Il faut bien payer ses profs… mais ne pas tolérer les abus !

On dit dans cet article que lorsque l’on paie bien ses profs, on a de meilleurs résultats. On connaît nos résultats : ils sont faibles. On connaît combien coûte le système : très cher. Il y a donc un problème chez nous. Des nantis très bien payés et la majorité qui cumule entre le fait d’être mal payée et les difficultés que les nantis ne veulent pas avoir.

Il faut donc remettre en place le système : bien payer les profs mais assujettir le salaire à des situations où la difficulté d’enseignement est plus grande ou bien payer une véritable plus-value à un enseignant. Le meilleur enseignant doit être mieux payé.

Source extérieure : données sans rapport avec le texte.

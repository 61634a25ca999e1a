//! offergrid-placement — turns resource offers into task launches.
//!
//! Given a batch of offers and the descriptors still waiting for a task,
//! the matcher decides which offer hosts which descriptor, carves the
//! consumed resources out of each offer, allocates channel endpoints and
//! control ports, and produces launch payloads. It does NOT talk to the
//! cluster manager; accepting and declining offers is the caller's job.
//!
//! # Components
//!
//! - **`offer`**: offers and their remaining resource vectors
//! - **`wants`**: per-descriptor resource demands and limits
//! - **`launch`**: the launch payload handed to the cluster manager
//! - **`matcher`**: the per-offer concurrent matching round

pub mod error;
pub mod launch;
pub mod matcher;
pub mod offer;
pub mod wants;

pub use error::{PlacementError, PlacementResult};
pub use launch::{LaunchCommand, LaunchResources, TaskLaunch};
pub use matcher::{MatchOutcome, Matcher, MatcherConfig, OfferLaunch};
pub use offer::{Offer, ResourceVector};
pub use wants::{Limits, Wants};
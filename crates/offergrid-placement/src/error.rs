use offergrid_core::CoreError;
use thiserror::Error;

#[derive(Debug, Error)]
pub enum PlacementError {
    #[error("task class {0} not found")]
    ClassNotFound(String),

    #[error("offer {offer_id} has no free port at or above {floor}")]
    NoPort { offer_id: String, floor: u64 },

    #[error("cannot encode launch command: {0}")]
    Encode(#[from] serde_json::Error),

    #[error(transparent)]
    Core(#[from] CoreError),
}

pub type PlacementResult<T> = Result<T, PlacementError>;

Pour l’évaluation, rien de plus simple, comme je l’ai déjà dit : il suffit de donner la procédure à effectuer aux élèves. En effet, qui connaît plus l’enseignant que l’élève ?

En France le système coûte cher car le prof est en majorité mal payé, que les tâches sont dures et que l’évaluation est défaillante. Quelques nantis plombent de plus le système : dans bon nombre de rectorats, seul une minorité travaille à fond quand la plupart n’ont qu’une productivité plus que limitée.

Il faut donc suivre les recommandations de la Cour des comptes et être ferme dans son application car celui qui mènera les réformes aura à coup sûr les enseignants dans la rue car ceux-ci savent faire grève plus que n’importe quelle profession dans notre pays.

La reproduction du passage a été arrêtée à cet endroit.